The aim of this study was to explore the reasons for continued warfarin use from the perspective of both physicians and patients. However, the most critical element in this scenario, regardless of the type of OAC, is patient compliance with medications as prescribed by physicians. Patient satisfaction with and preference for a given pharmaceutical regimen may have a significant impact on medication adherence.31 The importance of patient adherence to anticoagulant therapy for prevention of stroke cannot be overstated; a single missed dose may lead to stroke.32,33 Therefore, patient preference for anticoagulation therapy should be taken into consideration to maintain optimal medication adherence. Equally important is a healthy doctor–patient relationship that includes discussion of all treatment options and frequent communication about patient satisfaction with anticoagulation therapy.

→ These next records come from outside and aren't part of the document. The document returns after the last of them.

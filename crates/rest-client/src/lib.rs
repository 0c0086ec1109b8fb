//! Generic REST client infrastructure.
//!
//! A thin wrapper around `reqwest` with:
//!
//! - Consistent error classification via `RestError`
//!   (timeout / connection / HTTP status / parse)
//! - Pre-encoded paths and exact body strings, so signed requests pass
//!   through byte-for-byte
//! - JSON response deserialization
//! - Header injection for authentication
//!
//! No retry logic lives here (or anywhere in the relay): a failed
//! order-placement call is reported, never replayed.

mod client;
mod error;

pub use client::RestClient;
pub use error::RestError;
//! Bitget environment configuration.
//!
//! Bitget exposes simulated USDT-margined futures as a separate product
//! type on the same REST host, so the environment selects the product
//! type rather than a different base URL.

use std::fmt;
use std::str::FromStr;

/// Bitget trading environment (production or demo).
#[derive(Debug, Clone, Copy, PartialEq, Eq, Default)]
pub enum BitgetEnvironment {
    /// Production environment (real money).
    #[default]
    Production,
    /// Demo environment (simulated futures, fake money).
    Demo,
}

impl BitgetEnvironment {
    /// REST API base URL.
    pub fn rest_base_url(&self) -> &'static str {
        "https://api.bitget.com"
    }

    /// Product type for USDT-margined futures endpoints.
    pub fn product_type(&self) -> &'static str {
        match self {
            Self::Production => "umcbl",
            Self::Demo => "sumcbl",
        }
    }

    /// Returns true if this is the production environment.
    pub fn is_production(&self) -> bool {
        matches!(self, Self::Production)
    }

    /// Load environment from `BITGET_ENVIRONMENT` env var.
    ///
    /// Returns `Production` if not set or invalid.
    pub fn from_env() -> Self {
        std::env::var("BITGET_ENVIRONMENT")
            .ok()
            .and_then(|s| s.parse().ok())
            .unwrap_or_default()
    }
}

impl fmt::Display for BitgetEnvironment {
    fn fmt(&self, f: &mut fmt::Formatter<'_>) -> fmt::Result {
        match self {
            Self::Production => write!(f, "production"),
            Self::Demo => write!(f, "demo"),
        }
    }
}

impl FromStr for BitgetEnvironment {
    type Err = ParseEnvironmentError;

    fn from_str(s: &str) -> Result<Self, Self::Err> {
        match s.to_lowercase().as_str() {
            "production" | "prod" | "mainnet" | "main" => Ok(Self::Production),
            "demo" | "sim" | "paper" | "sandbox" => Ok(Self::Demo),
            _ => Err(ParseEnvironmentError(s.to_string())),
        }
    }
}

/// Error parsing environment string.
#[derive(Debug, Clone)]
pub struct ParseEnvironmentError(String);

impl fmt::Display for ParseEnvironmentError {
    fn fmt(&self, f: &mut fmt::Formatter<'_>) -> fmt::Result {
        write!(
            f,
            "invalid environment '{}', expected 'production' or 'demo'",
            self.0
        )
    }
}

impl std::error::Error for ParseEnvironmentError {}

#[cfg(test)]
mod tests {
    use super::*;

    #[test]
    fn test_production_defaults() {
        let env = BitgetEnvironment::Production;
        assert_eq!(env.rest_base_url(), "https://api.bitget.com");
        assert_eq!(env.product_type(), "umcbl");
        assert!(env.is_production());
    }

    #[test]
    fn test_demo_product_type() {
        let env = BitgetEnvironment::Demo;
        assert_eq!(env.product_type(), "sumcbl");
        assert!(!env.is_production());
    }

    #[test]
    fn test_from_str() {
        assert_eq!(
            "prod".parse::<BitgetEnvironment>().unwrap(),
            BitgetEnvironment::Production
        );
        assert_eq!(
            "paper".parse::<BitgetEnvironment>().unwrap(),
            BitgetEnvironment::Demo
        );
        assert!("staging".parse::<BitgetEnvironment>().is_err());
    }

    #[test]
    fn test_default_is_production() {
        assert_eq!(BitgetEnvironment::default(), BitgetEnvironment::Production);
    }
}
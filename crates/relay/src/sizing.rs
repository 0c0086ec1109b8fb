//! Notional-to-contracts size resolution.

use async_trait::async_trait;
use rust_decimal::Decimal;

use bitget_rest::{BitgetRestClient, BitgetRestError};
use model::{OrderDraft, OrderSize};

use crate::error::RelayError;

/// Decimal places Bitget accepts for contract sizes.
const SIZE_PRECISION: u32 = 6;

/// Capability for looking up the current mark price of a symbol.
///
/// A trait seam so the pipeline can be tested with fixed prices and so
/// alerts sized in contracts never touch the network for a price.
#[async_trait]
pub trait MarkPriceSource: Send + Sync {
    async fn mark_price(&self, symbol: &str) -> Result<Decimal, BitgetRestError>;
}

#[async_trait]
impl MarkPriceSource for BitgetRestClient {
    async fn mark_price(&self, symbol: &str) -> Result<Decimal, BitgetRestError> {
        BitgetRestClient::mark_price(self, symbol).await
    }
}

/// Resolve a draft's size to a concrete contract quantity.
///
/// `Contracts` passes through unchanged. `Notional` divides by the current
/// mark price and rounds to the exchange's size precision; the instrument's
/// contract multiplier is assumed to be 1 (true for Bitget USDT-margined
/// perpetuals).
pub async fn resolve_quantity(
    draft: &OrderDraft,
    price_source: &dyn MarkPriceSource,
) -> Result<Decimal, RelayError> {
    match draft.size {
        OrderSize::Contracts(quantity) => Ok(quantity),
        OrderSize::Notional(notional) => {
            let mark_price = price_source.mark_price(&draft.symbol).await?;

            if mark_price <= Decimal::ZERO {
                return Err(RelayError::Transport(format!(
                    "invalid mark price {} for {}",
                    mark_price, draft.symbol
                )));
            }

            let quantity = (notional / mark_price).round_dp(SIZE_PRECISION);
            tracing::debug!(
                symbol = %draft.symbol,
                notional = %notional,
                mark_price = %mark_price,
                quantity = %quantity,
                "Resolved notional size"
            );
            Ok(quantity)
        }
    }
}
//! Inbound alert authentication.

use secrecy::{ExposeSecret, SecretString};
use subtle::ConstantTimeEq;

use model::Alert;

use crate::error::AuthError;

/// Validates that inbound alerts carry the configured shared secret.
///
/// Fails closed: a missing secret field or any mismatch yields
/// [`AuthError::Unauthorized`]. The comparison is constant-time so response
/// latency does not leak how much of a guessed secret matched.
pub struct AlertAuthenticator {
    secret: SecretString,
}

impl AlertAuthenticator {
    /// Create an authenticator for the configured alert secret.
    pub fn new(secret: SecretString) -> Self {
        Self { secret }
    }

    /// Check the alert's secret against the configured one.
    pub fn authenticate(&self, alert: &Alert) -> Result<(), AuthError> {
        let presented = alert.secret.as_deref().ok_or(AuthError::Unauthorized)?;

        let expected = self.secret.expose_secret().as_bytes();
        if presented.as_bytes().ct_eq(expected).into() {
            Ok(())
        } else {
            Err(AuthError::Unauthorized)
        }
    }
}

As shown in Table 1, mean INR values were comparable between patients aged <70 years and ≥70 years, indicating that physicians are not always strictly adherent to the Japanese Circulation Society’s 2013 Guidelines for Pharmacotherapy of Atrial Fibrillation; these guidelines recommend that INR levels in patients with NVAF should be maintained between 2.0 and 3.0 in patients aged <70 years old, and between 1.6 and 2.6 in patients aged ≥70 years old.21 As shown in Figure 2, physicians may be targeting the INR range of 1.6–2.6 even in younger patients, despite Japanese guideline recommendations for a therapeutic range of 2.0–3.0. Similar results have been reported by investigators from the Fushimi Registry, a community-based survey of patients with AF in Japan that primarily consists of private clinics of general practitioners,34,35 and the J-RHYTHM Registry, a nationwide registry of patients with AF recruited from hospitals and clinics specializing in cardiology.36,37 This finding implies that physicians may treat patients of all ages with relatively low doses of warfarin to maintain INR values between 1.6 and 2.6 regardless of guideline recommendations, likely out of concern related to the development of bleeding events. Taken together, these results suggest that INR is suboptimally controlled in patients aged <70 years, regardless of the specialty of the physician managing care.

Limitations

This study has several limitations because of its design and methodology. The study was conducted at a limited number of institutions that were chosen at random from the AGAIN study; therefore, the results may not be suitable for extrapolation to general practice in Japan or other countries. Additionally, the questionnaires used in this study have not been validated linguistically and psychometrically, and methods for using them have not been standardized.

Conclusion

Approximately half of the patients in this study received a recommendation from their physician to switch from warfarin to a DOAC, primarily on the basis of improved efficacy and safety, but elected not to change regimens because of the high price of DOACs. In the remaining half of the study population, physician preference or specific patient characteristics prevented a change of therapy. From the physician’s perspective, stable INR control was the most important reason to continue warfarin, even if INR values were below the therapeutic range. For patients, lower cost and long-term positive experiences with warfarin constituted the rationale for warfarin preference. Ultimately, a healthy doctor–patient relationship that includes discussion of all treatment options and frequent communication about patient satisfaction with anticoagulation therapy is crucial for achieving medication adherence.